____ RECORDS PROVIDED

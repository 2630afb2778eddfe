//! Model transport abstraction.
//!
//! The [`ModelTransport`] trait decouples the agent loop from the HTTP backend
//! (currently the Anthropic Messages API). Tests use scripted transports that
//! return queued responses without touching the network.

use std::time::Duration;

use thiserror::Error;
use tracing::{debug, info, instrument, warn};

use crate::core::messages::{ModelRequest, ModelResponse};
use crate::io::config::AgentConfig;

pub const ANTHROPIC_VERSION: &str = "2023-06-01";
const HDR_ANTHROPIC_VERSION: &str = "anthropic-version";
const HDR_X_API_KEY: &str = "x-api-key";

/// A model call that did not produce a usable response.
#[derive(Debug, Error)]
pub enum TransportError {
    #[error("model API returned status {status}: {body}")]
    Status { status: u16, body: String },
    #[error("model request failed: {0}")]
    Request(#[from] reqwest::Error),
    #[error("invalid model response: {0}")]
    Decode(#[from] serde_json::Error),
    #[error("{0}")]
    Other(String),
}

/// Abstraction over model backends. One call per loop iteration, no retries.
pub trait ModelTransport {
    fn send(&self, request: &ModelRequest) -> Result<ModelResponse, TransportError>;
}

/// Blocking HTTP transport for the Anthropic Messages API.
#[derive(Debug, Clone)]
pub struct AnthropicTransport {
    client: reqwest::blocking::Client,
    endpoint: String,
    api_key: String,
}

impl AnthropicTransport {
    pub fn new(config: &AgentConfig, api_key: impl Into<String>) -> Result<Self, TransportError> {
        let client = reqwest::blocking::Client::builder()
            .timeout(Duration::from_secs(config.request_timeout_secs))
            .build()?;
        Ok(Self {
            client,
            endpoint: format!("{}/v1/messages", config.api_base.trim_end_matches('/')),
            api_key: api_key.into(),
        })
    }
}

impl ModelTransport for AnthropicTransport {
    #[instrument(skip_all, fields(model = %request.model, turns = request.messages.len()))]
    fn send(&self, request: &ModelRequest) -> Result<ModelResponse, TransportError> {
        info!(endpoint = %self.endpoint, "sending model request");
        let response = self
            .client
            .post(&self.endpoint)
            .header(HDR_X_API_KEY, &self.api_key)
            .header(HDR_ANTHROPIC_VERSION, ANTHROPIC_VERSION)
            .json(request)
            .send()?;

        let status = response.status();
        let body = response.text()?;
        if !status.is_success() {
            warn!(status = status.as_u16(), "model request failed");
            return Err(TransportError::Status {
                status: status.as_u16(),
                body: truncate(&body, 500),
            });
        }

        let parsed: ModelResponse = serde_json::from_str(&body)?;
        debug!(
            stop_reason = ?parsed.stop_reason,
            blocks = parsed.content.len(),
            "model response parsed"
        );
        Ok(parsed)
    }
}

fn truncate(text: &str, limit: usize) -> String {
    if text.len() <= limit {
        return text.to_string();
    }
    let mut end = limit;
    while !text.is_char_boundary(end) {
        end -= 1;
    }
    format!("{}... [truncated]", &text[..end])
}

________

__WORK REQUEST__: Across the entries, how many lines contain the word "text"? State that number and nothing else.

__RESPONSE TO THIS EXERCISE__: 6